Operating margins for the Commercial Airplanes division increased 2.4 percentage points to 11.4% compared to last year on 1% sales growth over the same period. Overall, Boeing’s sales grew 5% year-over-year in the second quarter, while net earnings leaped 26% to $2.2 billion. Operating margin across the company inched forward to 11.2%.

The commercial and services markets performed as expected, but Boeing lowered guidance on operating margins for the Defense, Space and Security division. The operating margin for the full year is now expected to range between 10-10.5% for BDS, versus a previous forecast of 11%.

Moreover, a recurring management problem on the KC-46A re-appeared in the second quarter. Boeing reported new pre-tax charges related to the new US Air Force tanker amounting to $426 million, adding to more than $3 billion of previous charges logged over the course of the seven-year-old development programme.

Those two disclosures combined to force Boeing’s share price to dip slightly in morning trading, albeit from near a historic peak of $358 per share when the market opened on 25 January.

But Boeing chief executive Dennis Muilenburg remains upbeat on the Boeing’s performance in the second quarter.

After inducting the first two test aircraft into a low-rate initial production line, the 777X programme remains on track for first flight next year, with GE Aviation’s GE9X engines behind schedule but still promised to be available when called for.

Muilenburg’s commercial sales chief, Ihsanne Mounir, has helped filled a once-gaping hole in the production schedule for the current 777 assembly line, with 29 new orders booked so far this year and 29 more committed to by Volga-Dnepr at the Farnborough air show last week. Mounir still “has more work to do” to complete the“skyline” of 777 production slots through the bridge to the new model, Muilenburg says, but the pressure is down.

Boeing’s manufacturing operations for single-aisle aircraft also showed no signs of slowing. Production rates for the 737 family increased to 52 per month in June, another increase on a line headed to 57 per month next year and perhaps more in 2020. Meanwhile, Boeing delivered 52 re-engined 737 Max aircraft in the second quarter.

The long shadow cast by the KC-46A’s development troubles also may finally be coming to an end. The latest charge covers the cost of modifying test and production aircraft to the final delivery configuration. Boeing completed all flight tests required for first delivery in the second quarter, and the hand-over for the first aircraft is planned for October. The USAF plans to buy 179 KC-46As with an estimated contract value of $30 billion.

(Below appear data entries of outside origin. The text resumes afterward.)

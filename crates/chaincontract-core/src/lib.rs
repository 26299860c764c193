//! # chaincontract-core
//!
//! Shared building blocks for ChainContract: the parsed ABI interface model
//! over alloy's JSON ABI, transaction options, the JSON-RPC transport trait
//! with its typed `eth_*` client, and the error taxonomy every other crate
//! reports through.

pub mod abi;
pub mod error;
pub mod eth;
pub mod request;
pub mod transport;
pub mod tx;
pub mod validate;

pub use abi::{Interface, Method};
pub use error::{CodecError, SessionError, TransportError};
pub use eth::{EthClient, TransportOptions};
pub use request::{JsonRpcError, JsonRpcRequest, JsonRpcResponse, RpcId};
pub use transport::RpcTransport;
pub use tx::{hex_quantity, parse_quantity, BlockRef, TxOptions};
use std::time::Duration;

fn env_or<T: std::str::FromStr>(key: &str, default: T) -> T {
    std::env::var(key)
        .ok()
        .and_then(|v| v.parse::<T>().ok())
        .unwrap_or(default)
}

/// Runtime configuration, read once at startup from the environment.
#[derive(Debug, Clone)]
pub struct Config {
    pub database_url: String,
    pub server_port: u16,
    /// Minimum spacing between consecutive game-API calls.
    pub per_call_delay: Duration,
    /// Back-off after the remote API reports a rate limit.
    pub rate_limit_delay: Duration,
    /// How often the queue wake worker re-runs admission.
    pub wake_interval: Duration,
    /// Spacing between consecutive notification sends.
    pub notify_delay: Duration,
    pub max_embeds_per_message: usize,
    pub max_description_length: usize,
    /// Consecutive non-existence strikes before deletion is considered.
    pub exist_threshold: i64,
    pub game_api_base: String,
    pub game_api_secret: String,
    /// Notification relay endpoint; unset means notifications are logged only.
    pub webhook_url: Option<String>,
}

impl Config {
    pub fn from_env() -> Self {
        Self {
            database_url: std::env::var("DATABASE_URL")
                .unwrap_or_else(|_| "sqlite://frostwarden.db".to_string()),
            server_port: env_or("SERVER_PORT", 8080),
            per_call_delay: Duration::from_millis(env_or("PER_CALL_DELAY_MS", 2000)),
            rate_limit_delay: Duration::from_millis(env_or("RATE_LIMIT_DELAY_MS", 60_000)),
            wake_interval: Duration::from_millis(env_or("WAKE_INTERVAL_MS", 5000)),
            notify_delay: Duration::from_millis(env_or("NOTIFY_DELAY_MS", 2000)),
            max_embeds_per_message: env_or("MAX_EMBEDS_PER_MESSAGE", 10),
            max_description_length: env_or("MAX_DESCRIPTION_LENGTH", 4096),
            exist_threshold: env_or("EXIST_THRESHOLD", 3),
            game_api_base: std::env::var("GAME_API_BASE")
                .unwrap_or_else(|_| "https://gift-api.example-game.com/api".to_string()),
            game_api_secret: std::env::var("GAME_API_SECRET").unwrap_or_default(),
            webhook_url: std::env::var("DISCORD_WEBHOOK_URL").ok(),
        }
    }
}

impl Default for Config {
    fn default() -> Self {
        Self::from_env()
    }
}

Boeing’s position on the status of the proposed New Mid-Market Airplane (NMA) remained unchanged after the second quarter earnings call. A decision on whether to launch 200-270-seat family of aircraft with 4,000-5,000nm range is expected in 2019, with an entry-in-service targeted for six years later, Muilenburg says. The company is still working to “close the business case” for the NMA, which faces the challenge of delivering a widebody travel experience with narrowbody economics.

“That’s frankly the challenge of closing the business case,” Muilenburg says.